Books read, early September
Sep. 18th, 2009 12:40 pmL.M. Boston, The Chimneys of Green Knowe. It's fascinating how racist a book that was attempting to be anti-racist can look after this many years. Ms. Boston clearly meant terribly well, but it seems worth flagging.
Marie Brennan (
swan_tower), In Ashes Lie. Stuart fairy fantasy! If you are wondering why the Tudors always get the fairy fantasies, wonder no more! So much chewy politics. Yum.

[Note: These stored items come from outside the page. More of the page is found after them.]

use frames::{Data, EntityRecord};
use serde_json::json;

use super::*;
use crate::state::test_helpers::*;

fn sample(value: Value) -> MotionSample {
    serde_json::from_value(value).unwrap()
}

async fn control(state: &AppState, id: &str, client_id: &str, remote_addr: Option<&str>) {
    state.controllers.write().await.insert(
        EntityKey::new("1", id),
        Controller { client_id: client_id.into(), remote_addr: remote_addr.map(str::to_owned) },
    );
}

async fn stored(state: &AppState, id: &str) -> EntityRecord {
    let mut query = Data::new();
    query.insert("id".into(), json!(id));
    let doc = state.store.find_one(Collection::Entities, &query).await.unwrap().unwrap();
    EntityRecord::from_data(&doc).unwrap()
}

#[test]
fn sample_accepts_numeric_channel_ids() {
    let parsed = sample(json!({"time": 1.5, "channels": [{"id": 384_327, "pos": {"x": 1}, "rot": {"y": 45}}]}));
    assert_eq!(parsed.channels[0].channel_id().as_deref(), Some("384327"));
    assert!((parsed.channels[0].pos.x - 1.0).abs() < f64::EPSILON);
}

#[test]
fn pose_maps_floor_plane_and_heading() {
    let channel = MotionChannel {
        id: json!("e1"),
        pos: Vector3 { x: 0.1, y: 9.0, z: 2.3 },
        rot: Vector3 { x: 0.0, y: 45.0, z: 0.0 },
    };
    let patch = pose_patch(&EntityKey::new("1", "e1"), &channel, 5.0);
    assert!((patch.pos_x.unwrap() - 0.5).abs() < 1e-9);
    assert!((patch.pos_y.unwrap() - 11.5).abs() < 1e-9);
    assert_eq!(patch.angle, Some(45.0));
    assert_eq!(patch.diagram_id.as_deref(), Some("1"));
}

#[tokio::test]
async fn channel_id_selects_controlled_entity() {
    let state = test_app_state_with_entities(&[actor("e1")]);
    control(&state, "e1", "a", None).await;
    let mut rx = seed_client(&state, "viewer", Some("1")).await;

    let applied = ingest(&state, &sample(json!({"channels": [{"id": "e1", "pos": {"x": 1, "z": 2}}]})), None).await;

    assert_eq!(applied.len(), 1);
    let Push::EntityUpdate(patch) = recv_push(&mut rx).await else {
        panic!("expected entity_update");
    };
    assert_eq!(patch.pos_x, Some(5.0));
    assert_eq!(patch.pos_y, Some(10.0));
    let record = stored(&state, "e1").await;
    assert!((record.pos_x - 5.0).abs() < f64::EPSILON);
}

#[tokio::test]
async fn source_address_falls_back_to_claimant() {
    let state = test_app_state_with_entities(&[actor("e1"), actor("e2")]);
    control(&state, "e2", "a", Some("10.0.0.7")).await;

    let applied = ingest(
        &state,
        &sample(json!({"channels": [{"id": "384327", "pos": {"x": 2}}]})),
        Some("10.0.0.7"),
    )
    .await;

    assert_eq!(applied.len(), 1);
    assert_eq!(applied[0].id, "e2");
}

#[tokio::test]
async fn uncontrolled_channels_are_ignored() {
    let state = test_app_state_with_entities(&[actor("e1")]);
    let mut rx = seed_client(&state, "viewer", Some("1")).await;

    let applied = ingest(&state, &sample(json!({"channels": [{"id": "e1"}]})), Some("10.0.0.7")).await;

    assert!(applied.is_empty());
    assert_no_push(&mut rx).await;
}

#[tokio::test]
async fn paused_live_motion_drops_samples() {
    let state = test_app_state_with_entities(&[actor("e1")]);
    control(&state, "e1", "a", None).await;
    state.set_live(false);

    let applied = ingest(&state, &sample(json!({"channels": [{"id": "e1", "pos": {"x": 1}}]})), None).await;

    assert!(applied.is_empty());
    let record = stored(&state, "e1").await;
    assert!(record.pos_x.abs() < f64::EPSILON);
}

W.E.B. Griffin, Honor Bound. Grandpa's. I had a Moment early on in this book when I thought, "Really? I'm reading a book wherein the main character is named Cletus? Really?" But I got over that part. Mostly. (Cletus? Really?) I was surprised to find that my main complaint about this book boils down to
buymeaclue's, "Too much boyfriend, not enough roller derby." In this case, it was, "Too much love life, not enough demolitions." There was a demolitions expert! He did not demolish a great deal! This was frustrating to me, but I will read the next one in hopes of more demolition. I can also see how these might be very good comfort reading for someone who was not looking for more demolitions in their comfort reading. Also I had a moment when the G.O.U showed up on stage when I started singing under my breath, "In June of '43 there was a military coup; behind it was a gang called the G.O.U. who did not feel the need to be elected...oh, crap, I know what's about to happen in these books!" (This one was set in mid-'42.)
Lev Grossman, The Magicians. The lesson of this book is that if you are an unpleasant, pretentious whiner, you can make a magical school or an entire secret magical country completely miserable. Goody. The main character is exactly the sort of person we all avoided at college: the sort who was convinced that general cleverness made him awesome but who never had ideas or projects or anything really other than a sense of his own awesomeness. Meh.
Ulrich Herz, Stig Stromholm, Stellan Arvidson, and Tore Sellberg, Profile of Sweden. Grandpa's. Kind of fun to see what a bunch of Swedes were concerned about telling the rest of the world in the early 1970s. There was an element of, "we are obsessively self-critical so you don't need to criticize us because we will already have thought of it," that did not work for a friend of mine and does not work for countries, either, but was mildly amusing anyway.
Lynn M. Homan and Thomas Reilly, Images of Aviation: Pan Am. Grandpa's. A mostly-photographic history of a defunct airline. Grandpa was, I think, particularly interested in the seaplanes. Possibly I am projecting because I thought they were the coolest part.
Lynne Jonell, Emmy and the Incredible Shrinking Rat. This was quick fun, but it had a strong moralistic/lesson-y tone. I agreed with the lessons about giving your kids time to explore and play and figure things out without grown-up intervention and scheduling every moment, and about time together being more important than things, but I'm not sure how they would play to a young audience: interesting, obvious, irrelevant? The rats were cool, though, and I'm wondering if my godson, who keeps rats, would like this one. (The rats were positive rats, not creepy/icky rat caricatures.)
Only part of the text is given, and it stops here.